Just to put it all together and so we can compare the different ideas that arose in the different answers. I'll comment on what i think about the stuff. Community wiki, because this is merely a collection of other people's thoughts :) All emphasis are put by me below.
First, we have to concern whether the pointer to one past the last element refers to an object. An array of bound N
has N
sub-objects that are its elements, as explained in 8.3.4/1
An object of array type contains a contiguously allocated non-empty set of N sub-objects of type T. - 8.3.4/1
To my knowledge, there is no mention in the Standard about an object located just after an array. If there is such an object, we are allowed to dereference the pointer that points one past the end, because of the following text and clarifying note
If an object of type T is located at an address A, a pointer of type cv T* whose value is the address A is said to point to that object, regardless of how the value was obtained. [Note: for instance, the address one past the end of an array (5.7) would be considered to point to an unrelated object of the array’s element type that might be located at that address. ] - 3.9.2/3
This is meant to say that the following is well defined, if the implementation lays the objects in a way that the storage of b
is allocated directly behind the array object (which you can get manually if you overallocate some chunk of memory using malloc, assigning to a pointer to an array having a smaller size - i will keep it simple and only illustrate using the following example)
int a[3], b;
*(a + 3) = 0;
assert(b == 0 && (a + 3 == &b) && a[3] == 0);
Consent on a few people is that your shown expression, &array[5]
, is undefined behavior. This is based on the fact, which stands, that the Standard says at 3.10/2
and 5.3.1/1
An lvalue refers to an object or function. - 3.10/2
The unary * operator performs indirection: the expression to which it is applied shall be a pointer to an object type, or a pointer to a function type and the result is an lvalue referring to the object or function to which the expression points. - 5.3.1/1
Above, we've seen that we are not guaranteed that there is an object (of the same type) after the last element of an array allocated. This should be kept different from another case, which happens when you have an object allocated (memory reserved), but that object has not started lifetime yet, as it happens if you allocate memory with malloc, and are going to placement-new an object into that area: Then you are allowed to dereference the area before you invoke the constructor, as long as you happen to keep some simple rules, like not trying to read a value out of the generated lvalue (3.8/5
and 3.8/6
)
The interesting thing is, what happens when the lvalue does not refer to an object? Remember that an lvalue has to refer to an object (or function).

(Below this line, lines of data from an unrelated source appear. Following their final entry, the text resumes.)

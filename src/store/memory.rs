// src/store/memory.rs

use std::sync::Mutex;

use async_trait::async_trait;
use chrono::Utc;

use crate::error::AppError;
use crate::models::host::Host;
use crate::models::listing::{Listing, ListingChanges, ListingKey, NewListing};
use crate::store::{Catalog, ListingQuery, ListingStore};

/// In-memory listing store with the same filter semantics as `PgStore`.
/// Backs the integration tests and local development without a database.
#[derive(Default)]
pub struct MemoryStore {
    cars: Mutex<Vec<Listing>>,
    parts: Mutex<Vec<Listing>>,
    hosts: Mutex<Vec<Host>>,
    next_id: Mutex<i64>,
}

impl MemoryStore {
    pub fn new() -> Self {
        MemoryStore::default()
    }

    /// Loads fixture listings, assigning ids and creation times where the
    /// fixture left them out.
    pub fn seed(&self, catalog: Catalog, listings: Vec<Listing>) {
        let mut rows = self.rows(catalog).lock().expect("listing store poisoned");
        for mut listing in listings {
            if listing.id.is_none() {
                listing.id = Some(self.allocate_id());
            }
            if listing.created_at.is_none() {
                listing.created_at = Some(Utc::now());
            }
            rows.push(listing);
        }
    }

    fn rows(&self, catalog: Catalog) -> &Mutex<Vec<Listing>> {
        match catalog {
            Catalog::Cars => &self.cars,
            Catalog::Parts => &self.parts,
        }
    }

    fn allocate_id(&self) -> i64 {
        let mut next = self.next_id.lock().expect("listing store poisoned");
        *next += 1;
        *next
    }
}

fn contains_ci(haystack: &Option<String>, needle: &str) -> bool {
    haystack
        .as_deref()
        .is_some_and(|text| text.to_lowercase().contains(&needle.to_lowercase()))
}

fn matches(listing: &Listing, query: &ListingQuery) -> bool {
    if let Some(is_for_rent) = query.is_for_rent {
        if listing.is_for_rent != is_for_rent {
            return false;
        }
    }
    if let Some(location) = &query.location_like {
        if !contains_ci(&listing.location, location) {
            return false;
        }
    }
    if let Some(brand) = &query.brand_like {
        if !contains_ci(&listing.brand, brand) {
            return false;
        }
    }
    if let Some(model) = &query.model_like {
        if !contains_ci(&listing.model, model) {
            return false;
        }
    }
    if let Some(year) = query.year {
        if listing.year != Some(year) {
            return false;
        }
    }

    // Same column selection as the SQL query; a missing price fails any
    // bound, as NULL comparisons do.
    let price = if query.price_column() == "price_buy" {
        listing.price_buy
    } else {
        listing.price_per_day
    };
    if let Some(min) = query.min_price {
        if !price.is_some_and(|p| p >= min) {
            return false;
        }
    }
    if let Some(max) = query.max_price {
        if !price.is_some_and(|p| p <= max) {
            return false;
        }
    }

    if let Some(promoted) = query.promoted {
        if listing.promoted != promoted {
            return false;
        }
    }

    if let Some(exclude_id) = query.exclude_id {
        if listing.id == Some(exclude_id) {
            return false;
        }
    }
    if let Some(exclude_slug) = &query.exclude_slug {
        if listing.slug.as_deref() == Some(exclude_slug.as_str()) {
            return false;
        }
    }

    true
}

#[async_trait]
impl ListingStore for MemoryStore {
    async fn search(
        &self,
        catalog: Catalog,
        query: &ListingQuery,
    ) -> Result<Vec<Listing>, AppError> {
        let rows = self.rows(catalog).lock().expect("listing store poisoned");
        let mut hits: Vec<Listing> = rows
            .iter()
            .filter(|listing| matches(listing, query))
            .cloned()
            .collect();
        hits.sort_by(|a, b| b.created_at.cmp(&a.created_at));
        hits.truncate(query.limit.max(0) as usize);
        Ok(hits)
    }

    async fn find_by_key(
        &self,
        catalog: Catalog,
        key: &ListingKey,
    ) -> Result<Option<Listing>, AppError> {
        let rows = self.rows(catalog).lock().expect("listing store poisoned");
        let hit = rows
            .iter()
            .find(|listing| match key {
                ListingKey::Id(id) => listing.id == Some(*id),
                ListingKey::Slug(slug) => listing.slug.as_deref() == Some(slug.as_str()),
            })
            .cloned();
        Ok(hit)
    }

    async fn by_owner(&self, catalog: Catalog, owner_id: i64) -> Result<Vec<Listing>, AppError> {
        let rows = self.rows(catalog).lock().expect("listing store poisoned");
        let mut mine: Vec<Listing> = rows
            .iter()
            .filter(|listing| listing.owner_id == Some(owner_id))
            .cloned()
            .collect();
        mine.sort_by(|a, b| b.created_at.cmp(&a.created_at));
        Ok(mine)
    }

    async fn upsert(
        &self,
        catalog: Catalog,
        listing: NewListing,
    ) -> Result<Option<Listing>, AppError> {
        let now = Utc::now();
        let mut rows = self.rows(catalog).lock().expect("listing store poisoned");

        if let Some(existing) = rows
            .iter_mut()
            .find(|row| row.slug.as_deref() == Some(listing.slug.as_str()))
        {
            // Same owner guard as the SQL conflict clause.
            if existing.owner_id != Some(listing.owner_id) {
                return Ok(None);
            }
            existing.title = listing.title;
            existing.brand = listing.brand;
            existing.model = listing.model;
            existing.year = listing.year;
            existing.body_type = listing.body_type;
            existing.location = listing.location;
            existing.description = listing.description;
            existing.images = sqlx::types::Json(listing.images);
            existing.is_for_rent = listing.is_for_rent;
            existing.price_per_day = listing.price_per_day;
            existing.price_buy = listing.price_buy;
            existing.currency = listing.currency;
            existing.status = Some(listing.status);
            existing.updated_at = Some(now);
            return Ok(Some(existing.clone()));
        }

        let stored = Listing {
            id: Some(self.allocate_id()),
            slug: Some(listing.slug),
            title: listing.title,
            brand: listing.brand,
            model: listing.model,
            year: listing.year,
            body_type: listing.body_type,
            location: listing.location,
            seller: None,
            description: listing.description,
            images: sqlx::types::Json(listing.images),
            is_for_rent: listing.is_for_rent,
            price_per_day: listing.price_per_day,
            price_buy: listing.price_buy,
            currency: listing.currency,
            status: Some(listing.status),
            owner_id: Some(listing.owner_id),
            created_at: Some(now),
            updated_at: Some(now),
            ..Listing::default()
        };
        rows.push(stored.clone());
        Ok(Some(stored))
    }

    async fn update(
        &self,
        catalog: Catalog,
        id: i64,
        owner_id: i64,
        changes: ListingChanges,
    ) -> Result<Option<Listing>, AppError> {
        let mut rows = self.rows(catalog).lock().expect("listing store poisoned");
        let Some(listing) = rows
            .iter_mut()
            .find(|row| row.id == Some(id) && row.owner_id == Some(owner_id))
        else {
            return Ok(None);
        };

        if let Some(description) = changes.description {
            listing.description = description;
        }
        if let Some(status) = changes.status {
            listing.status = Some(status);
        }
        if let Some(price_per_day) = changes.price_per_day {
            listing.price_per_day = price_per_day;
        }
        if let Some(price_buy) = changes.price_buy {
            listing.price_buy = price_buy;
        }
        if let Some(closed_at) = changes.closed_at {
            listing.closed_at = closed_at;
        }
        listing.updated_at = Some(Utc::now());

        Ok(Some(listing.clone()))
    }

    async fn record_view(&self, catalog: Catalog, id: i64) -> Result<(), AppError> {
        let mut rows = self.rows(catalog).lock().expect("listing store poisoned");
        if let Some(listing) = rows.iter_mut().find(|row| row.id == Some(id)) {
            listing.views_count += 1;
        }
        Ok(())
    }

    async fn upsert_host(&self, email: &str) -> Result<Host, AppError> {
        let mut hosts = self.hosts.lock().expect("listing store poisoned");
        if let Some(host) = hosts.iter().find(|host| host.email == email) {
            return Ok(host.clone());
        }

        let host = Host {
            id: hosts.len() as i64 + 1,
            email: email.to_string(),
            created_at: Some(Utc::now()),
        };
        hosts.push(host.clone());
        Ok(host)
    }
}
// src/handlers/mod.rs

pub mod auth;
pub mod host;
pub mod listings;
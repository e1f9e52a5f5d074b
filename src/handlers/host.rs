// src/handlers/host.rs

use std::sync::Arc;

use axum::{
    Extension, Json,
    extract::{Path, State},
    http::StatusCode,
    response::IntoResponse,
};
use chrono::Utc;
use validator::Validate;

use crate::{
    error::AppError,
    models::listing::{
        CreateListingRequest, Listing, ListingChanges, ListingKey, NewListing,
        UpdateListingRequest,
    },
    store::{Catalog, ListingStore},
    utils::{html::clean_html, jwt::Claims, slug::generate_slug},
};

fn owner_id(claims: &Claims) -> i64 {
    claims.sub.parse::<i64>().unwrap_or(0)
}

/// Trims optional free-text fields, dropping blanks entirely.
fn normalized(value: Option<String>) -> Option<String> {
    value
        .as_deref()
        .map(str::trim)
        .filter(|text| !text.is_empty())
        .map(str::to_string)
}

/// Lists the current host's ads, partitioned the way the dashboard renders
/// them: everything not closed on top, closed ads below.
pub async fn list_my_listings(
    State(store): State<Arc<dyn ListingStore>>,
    Extension(claims): Extension<Claims>,
) -> Result<impl IntoResponse, AppError> {
    let mine = store.by_owner(Catalog::Cars, owner_id(&claims)).await?;
    let (closed, active): (Vec<Listing>, Vec<Listing>) = mine
        .into_iter()
        .partition(|listing| listing.status_or_default() == "closed");

    Ok(Json(serde_json::json!({
        "active": active,
        "closed": closed,
    })))
}

/// Creates a new ad for the current host.
///
/// The slug is generated from the title; the write is an upsert keyed on
/// slug, so a retried submission lands on the same row instead of
/// duplicating it.
pub async fn create_listing(
    State(store): State<Arc<dyn ListingStore>>,
    Extension(claims): Extension<Claims>,
    Json(payload): Json<CreateListingRequest>,
) -> Result<impl IntoResponse, AppError> {
    if let Err(validation_errors) = payload.validate() {
        return Err(AppError::BadRequest(validation_errors.to_string()));
    }

    let now = Utc::now();
    let is_for_rent = payload.listing_type == "rent";
    let description = normalized(payload.description).map(|text| clean_html(&text));

    let listing = NewListing {
        slug: generate_slug(payload.title.trim(), now),
        title: payload.title.trim().to_string(),
        brand: normalized(payload.brand),
        model: normalized(payload.model),
        year: payload.year,
        body_type: normalized(payload.body_type),
        location: normalized(payload.location),
        description,
        images: payload.images,
        is_for_rent,
        price_per_day: if is_for_rent { payload.price } else { None },
        price_buy: if is_for_rent { None } else { payload.price },
        currency: normalized(payload.currency).map(|c| c.to_uppercase()),
        status: payload.status.unwrap_or_else(|| "active".to_string()),
        owner_id: owner_id(&claims),
    };

    let stored = store
        .upsert(Catalog::Cars, listing)
        .await?
        .ok_or_else(|| {
            // Slug collision with another host's row; a retry regenerates
            // the time-derived suffix.
            AppError::BadRequest("Could not save the listing, please retry".to_string())
        })?;
    Ok((StatusCode::CREATED, Json(stored)))
}

/// Applies the dashboard's partial edits to one of the host's ads.
///
/// A status transition to 'closed' stamps `closed_at`, starting the public
/// grace window; any transition away from 'closed' clears it. The price
/// lands on the column matching the listing's `is_for_rent`.
pub async fn update_listing(
    State(store): State<Arc<dyn ListingStore>>,
    Extension(claims): Extension<Claims>,
    Path(id): Path<i64>,
    Json(payload): Json<UpdateListingRequest>,
) -> Result<impl IntoResponse, AppError> {
    if let Err(validation_errors) = payload.validate() {
        return Err(AppError::BadRequest(validation_errors.to_string()));
    }

    let owner = owner_id(&claims);
    let current = store
        .find_by_key(Catalog::Cars, &ListingKey::Id(id))
        .await?
        .filter(|listing| listing.owner_id == Some(owner))
        .ok_or_else(|| AppError::NotFound("Listing not found".to_string()))?;

    let mut changes = ListingChanges::default();

    if let Some(description) = payload.description {
        let cleaned = normalized(Some(description)).map(|text| clean_html(&text));
        changes.description = Some(cleaned);
    }

    if let Some(status) = payload.status {
        if status != current.status_or_default() {
            changes.closed_at = Some(if status == "closed" {
                Some(Utc::now())
            } else {
                None
            });
            changes.status = Some(status);
        }
    }

    if let Some(price) = payload.price {
        if current.is_for_rent {
            changes.price_per_day = Some(Some(price));
        } else {
            changes.price_buy = Some(Some(price));
        }
    }

    if changes.is_empty() {
        return Err(AppError::BadRequest("No updates to save".to_string()));
    }

    let updated = store
        .update(Catalog::Cars, id, owner, changes)
        .await?
        .ok_or_else(|| AppError::NotFound("Listing not found".to_string()))?;

    Ok(Json(updated))
}
// src/utils/slug.rs

use chrono::{DateTime, Utc};

/// Builds a URL-safe slug from a listing title: lowercased, non-alphanumeric
/// runs collapsed to single hyphens, plus a four-digit time-derived suffix
/// so two ads with the same title get distinct slugs.
pub fn generate_slug(title: &str, now: DateTime<Utc>) -> String {
    let mut base = String::with_capacity(title.len());
    for c in title.to_lowercase().chars() {
        if c.is_ascii_alphanumeric() {
            base.push(c);
        } else if !base.ends_with('-') {
            base.push('-');
        }
    }
    let base = base.trim_matches('-');
    let base = if base.is_empty() { "listing" } else { base };

    let suffix = now.timestamp_millis().unsigned_abs() % 10_000;
    format!("{base}-{suffix:04}")
}
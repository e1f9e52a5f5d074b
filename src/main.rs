// src/main.rs

use std::net::SocketAddr;
use std::sync::Arc;
use std::time::Duration;

use dotenvy::dotenv;
use motormart::config::Config;
use motormart::routes;
use motormart::state::AppState;
use motormart::store::PgStore;
use sqlx::postgres::PgPoolOptions;
use tracing_subscriber::{EnvFilter, fmt, layer::SubscriberExt, util::SubscriberInitExt};

#[tokio::main]
async fn main() {
    // Load .env file (if present)
    dotenv().ok();

    // Load configuration from environment
    let config = Config::from_env();

    let file_appender = tracing_appender::rolling::daily("logs", "app.log");
    let (non_blocking, _guard) = tracing_appender::non_blocking(file_appender);
    let env_filter = EnvFilter::new(&config.rust_log);
    let stdout_layer = fmt::layer().with_writer(std::io::stdout).with_target(false);
    let file_layer = fmt::layer().with_writer(non_blocking).with_ansi(false);

    // Initialize Tracing (Logging)
    tracing_subscriber::registry()
        .with(env_filter)
        .with(stdout_layer)
        .with(file_layer)
        .init();

    // Initialize Database Pool with Retry
    let mut retry_count = 0;
    let pool = loop {
        match PgPoolOptions::new()
            .max_connections(5)
            .acquire_timeout(Duration::from_secs(3))
            .connect(&config.database_url)
            .await
        {
            Ok(pool) => break pool,
            Err(e) => {
                retry_count += 1;
                if retry_count > 5 {
                    panic!("Failed to connect to database after 5 retries: {}", e);
                }
                tracing::warn!(
                    "Database not ready, retrying in 2s... (Attempt {})",
                    retry_count
                );
                tokio::time::sleep(Duration::from_secs(2)).await;
            }
        }
    };

    tracing::info!("Database connected...");

    // Run Migrations Automatically
    tracing::info!("Running migrations...");
    sqlx::migrate!("./migrations")
        .run(&pool)
        .await
        .expect("Failed to run database migrations");
    tracing::info!("Migrations applied successfully.");

    // Create AppState
    let state = AppState {
        store: Arc::new(PgStore::new(pool)),
        config: config.clone(),
    };

    // Create the Axum application router
    let app = routes::create_router(state);

    // Bind to the listening address
    let addr = SocketAddr::from(([0, 0, 0, 0], 3000));
    tracing::info!("motormart listening on {}", addr);

    let listener = tokio::net::TcpListener::bind(addr).await.unwrap();

    // ConnectInfo feeds the per-IP rate limiter on the auth routes.
    axum::serve(
        listener,
        app.into_make_service_with_connect_info::<SocketAddr>(),
    )
    .await
    .unwrap();
}
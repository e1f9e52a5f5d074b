// src/models/listing.rs

use chrono::{DateTime, Utc};
use serde::{Deserialize, Deserializer, Serialize};
use sqlx::prelude::FromRow;
use sqlx::types::Json;
use url::Url;
use validator::Validate;

/// Canonical listing record, shared by the 'cars' and 'parts' tables.
///
/// Rows arriving from outside the crate (store payloads, older clients) use a
/// mix of historical field names (`pricePerDay`, `host_name`, ...); serde
/// aliases fold them into this one shape at the boundary so the ranking and
/// visibility code never has to duck-type.
#[derive(Debug, Clone, FromRow, Serialize, Deserialize)]
pub struct Listing {
    #[serde(default)]
    pub id: Option<i64>,

    /// Human-readable alternate key, unique per table. Preferred for lookups.
    #[serde(default)]
    pub slug: Option<String>,

    pub title: String,

    #[serde(default)]
    pub brand: Option<String>,
    #[serde(default)]
    pub model: Option<String>,
    #[serde(default)]
    pub year: Option<i32>,

    /// Free-text body style ("SUV", "pickup truck", ...). Only a ranking hint.
    #[serde(default)]
    pub body_type: Option<String>,

    /// Comma-delimited "city, region, country".
    #[serde(default)]
    pub location: Option<String>,

    #[serde(default, alias = "host_name")]
    pub seller: Option<String>,

    #[serde(default)]
    pub description: Option<String>,

    /// Ordered image URLs, stored as a JSON array.
    #[serde(default = "empty_images")]
    pub images: Json<Vec<String>>,

    #[serde(default)]
    pub is_for_rent: bool,

    /// Active when `is_for_rent` is true; the other price field is ignored.
    #[serde(default, alias = "pricePerDay")]
    pub price_per_day: Option<f64>,

    /// Active when `is_for_rent` is false.
    #[serde(default, alias = "priceBuy")]
    pub price_buy: Option<f64>,

    #[serde(default, alias = "price_currency")]
    pub currency: Option<String>,

    /// 'active' | 'closed' | 'draft'. Absent means active.
    #[serde(default)]
    pub status: Option<String>,

    #[serde(default)]
    pub owner_id: Option<i64>,

    #[serde(default, deserialize_with = "lenient_datetime")]
    pub created_at: Option<DateTime<Utc>>,
    #[serde(default, deserialize_with = "lenient_datetime")]
    pub updated_at: Option<DateTime<Utc>>,
    #[serde(default, deserialize_with = "lenient_datetime")]
    pub closed_at: Option<DateTime<Utc>>,

    #[serde(default)]
    pub views_count: i64,
    #[serde(default)]
    pub sales_count: i64,

    #[serde(default)]
    pub promoted: bool,
    #[serde(default, deserialize_with = "lenient_datetime")]
    pub promoted_expires: Option<DateTime<Utc>>,
}

fn empty_images() -> Json<Vec<String>> {
    Json(Vec::new())
}

/// Tolerant timestamp field: anything that is not a well-formed RFC 3339
/// string becomes `None` instead of a deserialization error. Visibility
/// rules treat a missing timestamp as "not visible", so malformed data
/// fails closed.
fn lenient_datetime<'de, D>(deserializer: D) -> Result<Option<DateTime<Utc>>, D::Error>
where
    D: Deserializer<'de>,
{
    let value = Option::<serde_json::Value>::deserialize(deserializer)?;
    Ok(match value {
        Some(serde_json::Value::String(raw)) => parse_timestamp(&raw),
        _ => None,
    })
}

/// Parses an RFC 3339 timestamp, returning `None` on malformed input.
pub fn parse_timestamp(raw: &str) -> Option<DateTime<Utc>> {
    DateTime::parse_from_rfc3339(raw.trim())
        .ok()
        .map(|dt| dt.with_timezone(&Utc))
}

impl Default for Listing {
    fn default() -> Self {
        Listing {
            id: None,
            slug: None,
            title: String::new(),
            brand: None,
            model: None,
            year: None,
            body_type: None,
            location: None,
            seller: None,
            description: None,
            images: empty_images(),
            is_for_rent: false,
            price_per_day: None,
            price_buy: None,
            currency: None,
            status: None,
            owner_id: None,
            created_at: None,
            updated_at: None,
            closed_at: None,
            views_count: 0,
            sales_count: 0,
            promoted: false,
            promoted_expires: None,
        }
    }
}

impl Listing {
    /// Lowercased status, defaulting to 'active' when absent or blank.
    pub fn status_or_default(&self) -> String {
        match self.status.as_deref().map(str::trim) {
            Some(s) if !s.is_empty() => s.to_lowercase(),
            _ => "active".to_string(),
        }
    }

    /// The price field selected by `is_for_rent`.
    pub fn active_price(&self) -> Option<f64> {
        if self.is_for_rent {
            self.price_per_day
        } else {
            self.price_buy
        }
    }

    /// Dedup key: id when present, otherwise slug. Listings with neither
    /// cannot be deduplicated and are kept as-is.
    pub fn identity(&self) -> Option<ListingIdentity> {
        if let Some(id) = self.id {
            return Some(ListingIdentity::Id(id));
        }
        self.slug.clone().map(ListingIdentity::Slug)
    }

    /// Normalized seller name for vendor comparisons; blank sellers yield
    /// `None` and never count as a distinct vendor.
    pub fn seller_key(&self) -> Option<String> {
        let key = self.seller.as_deref()?.trim().to_lowercase();
        if key.is_empty() { None } else { Some(key) }
    }

    /// Instant the grace window is measured from: `closed_at`, falling back
    /// to `updated_at`.
    pub fn closed_reference(&self) -> Option<DateTime<Utc>> {
        self.closed_at.or(self.updated_at)
    }

    pub fn is_promoted_now(&self, now: DateTime<Utc>) -> bool {
        self.promoted && self.promoted_expires.is_none_or(|expires| expires > now)
    }
}

/// Identity used when merging candidate pools.
#[derive(Debug, Clone, PartialEq, Eq, Hash)]
pub enum ListingIdentity {
    Id(i64),
    Slug(String),
}

/// Lookup key for detail pages: numeric path segments are ids, anything
/// else is a slug.
#[derive(Debug, Clone, PartialEq, Eq)]
pub enum ListingKey {
    Id(i64),
    Slug(String),
}

impl ListingKey {
    pub fn parse(raw: &str) -> Self {
        match raw.parse::<i64>() {
            Ok(id) => ListingKey::Id(id),
            Err(_) => ListingKey::Slug(raw.to_string()),
        }
    }
}

/// Detail-page payload: the focal listing plus its recommendation blocks.
#[derive(Debug, Serialize)]
pub struct ListingDetail {
    pub listing: Listing,
    /// True while a closed listing is still inside the grace window, so the
    /// page can render the "sold recently" state instead of hiding it.
    pub closed_for_display: bool,
    pub similar_rentals: Vec<Listing>,
    pub recommended_sales: Vec<Listing>,
}

/// DTO for creating a new ad from the host dashboard.
#[derive(Debug, Deserialize, Validate)]
pub struct CreateListingRequest {
    #[validate(length(min = 1, max = 140))]
    pub title: String,
    #[validate(length(max = 60))]
    pub brand: Option<String>,
    #[validate(length(max = 60))]
    pub model: Option<String>,
    #[validate(range(min = 1950, max = 2100))]
    pub year: Option<i32>,
    #[validate(length(max = 40))]
    pub body_type: Option<String>,
    #[validate(length(max = 200))]
    pub location: Option<String>,
    /// 'rent' or 'buy'.
    #[serde(alias = "type")]
    #[validate(custom(function = validate_listing_type))]
    pub listing_type: String,
    #[validate(range(exclusive_min = 0.0))]
    pub price: Option<f64>,
    #[validate(length(max = 20000))]
    pub description: Option<String>,
    /// Already-uploaded image URLs; object storage is a separate service.
    #[serde(default)]
    #[validate(custom(function = validate_image_urls))]
    pub images: Vec<String>,
    #[validate(custom(function = validate_status))]
    pub status: Option<String>,
    #[validate(length(max = 8))]
    pub currency: Option<String>,
}

/// DTO for the partial edits the dashboard supports.
#[derive(Debug, Deserialize, Validate)]
pub struct UpdateListingRequest {
    #[validate(length(max = 20000))]
    pub description: Option<String>,
    #[validate(custom(function = validate_status))]
    pub status: Option<String>,
    /// Routed to the price column matching the listing's `is_for_rent`.
    #[validate(range(exclusive_min = 0.0))]
    pub price: Option<f64>,
}

fn validate_listing_type(value: &str) -> Result<(), validator::ValidationError> {
    match value {
        "rent" | "buy" => Ok(()),
        _ => Err(validator::ValidationError::new("invalid_listing_type")),
    }
}

fn validate_status(value: &str) -> Result<(), validator::ValidationError> {
    match value {
        "active" | "closed" | "draft" => Ok(()),
        _ => Err(validator::ValidationError::new("invalid_status")),
    }
}

fn validate_image_urls(urls: &[String]) -> Result<(), validator::ValidationError> {
    for url in urls {
        if url.len() > 500 {
            return Err(validator::ValidationError::new("url_too_long"));
        }
        if Url::parse(url).is_err() {
            return Err(validator::ValidationError::new("invalid_url"));
        }
    }
    Ok(())
}

/// Write payload for `ListingStore::upsert`, keyed on `slug`.
#[derive(Debug, Clone)]
pub struct NewListing {
    pub slug: String,
    pub title: String,
    pub brand: Option<String>,
    pub model: Option<String>,
    pub year: Option<i32>,
    pub body_type: Option<String>,
    pub location: Option<String>,
    pub description: Option<String>,
    pub images: Vec<String>,
    pub is_for_rent: bool,
    pub price_per_day: Option<f64>,
    pub price_buy: Option<f64>,
    pub currency: Option<String>,
    pub status: String,
    pub owner_id: i64,
}

/// Field-level changes for `ListingStore::update`. Outer `None` means
/// "leave untouched"; inner `None` clears the column.
#[derive(Debug, Clone, Default)]
pub struct ListingChanges {
    pub description: Option<Option<String>>,
    pub status: Option<String>,
    pub price_per_day: Option<Option<f64>>,
    pub price_buy: Option<Option<f64>>,
    pub closed_at: Option<Option<DateTime<Utc>>>,
}

impl ListingChanges {
    pub fn is_empty(&self) -> bool {
        self.description.is_none()
            && self.status.is_none()
            && self.price_per_day.is_none()
            && self.price_buy.is_none()
            && self.closed_at.is_none()
    }
}
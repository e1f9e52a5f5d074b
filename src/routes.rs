// src/routes.rs

use std::sync::Arc;

use axum::{
    Router, http::Method, middleware,
    routing::{get, post, put},
};
use tower_governor::{GovernorLayer, governor::GovernorConfigBuilder};
use tower_http::{cors::CorsLayer, trace::TraceLayer};

use crate::{
    handlers::{auth, host, listings},
    state::AppState,
    utils::jwt::auth_middleware,
};

/// Assembles the main application router.
///
/// * Merges all sub-routers (auth, cars, parts, host dashboard).
/// * Rate-limits the magic-link endpoints per client IP.
/// * Applies global middleware (Trace, CORS).
/// * Injects global state (store + config).
pub fn create_router(state: AppState) -> Router {
    let origins = [
        "http://localhost:3000".parse().unwrap(),
        "http://127.0.0.1:3000".parse().unwrap(),
    ];

    let cors = CorsLayer::new()
        .allow_origin(origins)
        .allow_methods([Method::GET, Method::POST, Method::PUT, Method::DELETE])
        .allow_headers([
            axum::http::header::AUTHORIZATION,
            axum::http::header::CONTENT_TYPE,
        ]);

    // Keyed on the peer IP; the server must be started with
    // `into_make_service_with_connect_info` for the extractor to see it.
    let governor_conf = GovernorConfigBuilder::default()
        .per_second(2)
        .burst_size(10)
        .finish()
        .unwrap();
    let governor_conf = Arc::new(governor_conf);

    let auth_routes = Router::new()
        .route("/magic-link", post(auth::request_magic_link))
        .route("/session", post(auth::create_session))
        .layer(GovernorLayer::new(governor_conf));

    let car_routes = Router::new()
        .route("/", get(listings::list_cars))
        .route("/featured", get(listings::featured_cars))
        .route("/compare", get(listings::compare_cars))
        .route("/{key}", get(listings::get_car));

    let part_routes = Router::new()
        .route("/", get(listings::list_parts))
        .route("/{key}", get(listings::get_part));

    let host_routes = Router::new()
        .route(
            "/listings",
            get(host::list_my_listings).post(host::create_listing),
        )
        .route("/listings/{id}", put(host::update_listing))
        .layer(middleware::from_fn_with_state(
            state.clone(),
            auth_middleware,
        ));

    Router::new()
        .nest("/api/auth", auth_routes)
        .nest("/api/cars", car_routes)
        .nest("/api/parts", part_routes)
        .nest("/api/host", host_routes)
        // Global Middleware (applied from outside in)
        .layer(TraceLayer::new_for_http())
        .layer(cors)
        .with_state(state)
}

The Standard draws this operation well-defined at 5.2.8/2
talking about the typeid
operator, which evaluates lvalue expression operands.
If the lvalue expression is obtained by applying the unary * operator to a pointer and the pointer is a null pointer value (4.10), the typeid expression throws the bad_typeid exception. - 5.3.1/1
This is contrary to 3.10/2
, which requires that an lvalue expression refers to an object/function, which a null pointer value does not refer to. At this point, we have got a defect in the Standard: One place allows to de-reference a null pointer in a way that contradicts another part of the Standard. This was observed long ago, and is being discussed in the linked issue report. As the one guy there notes, it's just handling dereferenced null special, to circumvent the lvalue-without-object problem. Since it starts out with talking about an lvalue, it's at least a problematic way for handling that currently.
The idea to generally handle this, is to introduce an empty lvalue that purposely refers to no object or function. If we try to read a value out of it, we get undefined behavior. As long as we don't, we do not. Dereferencing a past-the-end address could yield such an empty lvalue, as we can't be sure usually whether there is an object located or not.
However, as the discussions on that report indicates, there are still outstanding issues (like, what happens with our overallocating case?) before it can be incorporated into the Standard.
Conclusion
I believe there is neither a right nor a wrong way about it. While i have the slight tendency to view this as generally undefined behavior, because there is no lvalue that doesn't refer to an object, i also see the current quite problematic way of typeid
handling with this problem. Since this concerns an active issue in the Standard, the best you could do is doing an addition to get the pointer value, instead of dereferencing past-the-end, thus avoiding the problem altogether.
Note that all the above is no problem in C. C makes it all well-formed by saying &*
is next to a no-op but just making a pointer into an rvalue, thus you can't do
(&*a) = NULL;
The same simple thing, sadly, isn't true about C++, though.